An LLC (short for "Limited Liability Company") is a hybrid entity, with some of features that S corporations and C corporations possess. While S corporation shareholders have limited liability like S corp, they also get taxed  like a partnership.

- An S corp is more suitable for small business owners who want to be taxed like individual S shareholders but without the S Corp has. S corporation provides you limited liability, corporate tax breaks and annual filing requirements to mention some of its benefits over LLCs. S corporation should be considered if you are a small business owner and if you want to avoid the S S Corp has.

- LLC is more suitable for small business owners who try to have some of features that S corporation and C corporation possess. S corp has limited liability (no shareholder personally responsible for business liability). S corp provides flow-through taxation to owners aka partner like nature but member who can have 2 key negatives - double taxation and financial disclosure requirement. S corp is not suitable for personal service businesses. 

Where should you form your company?

A number of S Corp owners are taking advantage of the fact that there are many places in the U.S. where S Corps pay zero income tax.
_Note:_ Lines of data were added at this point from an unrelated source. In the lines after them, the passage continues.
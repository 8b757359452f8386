//! 浏览器控制台日志；非 wasm 目标下静默

/// 输出一行日志到浏览器控制台
pub fn write(message: &str) {
    #[cfg(target_arch = "wasm32")]
    web_sys::console::log_1(&wasm_bindgen::JsValue::from_str(message));

    #[cfg(not(target_arch = "wasm32"))]
    let _ = message;
}

/// 输出一行警告到浏览器控制台
pub fn warn(message: &str) {
    #[cfg(target_arch = "wasm32")]
    web_sys::console::warn_1(&wasm_bindgen::JsValue::from_str(message));

    #[cfg(not(target_arch = "wasm32"))]
    let _ = message;
}

/// `format!` 风格的控制台日志
#[macro_export]
macro_rules! console_log {
    ($($arg:tt)*) => {
        $crate::log::write(&format!($($arg)*))
    };
}

/// `format!` 风格的控制台警告
#[macro_export]
macro_rules! console_warn {
    ($($arg:tt)*) => {
        $crate::log::warn(&format!($($arg)*))
    };
}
In some cases, this is because state corporate income taxes are 0%. And in other cases, this is because the federal government does not allow S Corps to pay tax, even though the S Corp has operations in a state with corporate income taxes.

- S Corp owners are taking advantage of this fact by choosing the S Corp jurisdiction with which they file their S Corps.

- S Corp owners are also taking advantage of this fact by choosing the S Corp jurisdiction with which they register their S Corps.

- S Corp owners are also taking advantage of this fact by choosing the S Corp jurisdiction with which they form their S Corps.

Many S Corp owners have chosen Delaware as an S Corp jurisdiction, even when other equally good S Corp jurisdictions exist where the S Corp does not pay income taxes.

- The reason for this choice is that a S Corp can easily be converted into a Delaware LLC and vice versa. This fact is behind S Corps being the most favored S Corps jurisdictions for S Corp owners who want to stay in an S Corp jurisdiction which does not have corporate income taxes.

- S Corps are popular because they allow single member LLCs, but S Corps also offer other advantages over LLCs. S Corps do not require the S Corp owner to get personally involved in S Corp liability filings or LLC liability registration.

- Sanjiv Gupta CPA recommends forming the company in the state where you do business/resides.  For example, you should form the Company in California if you are living and doing business in California.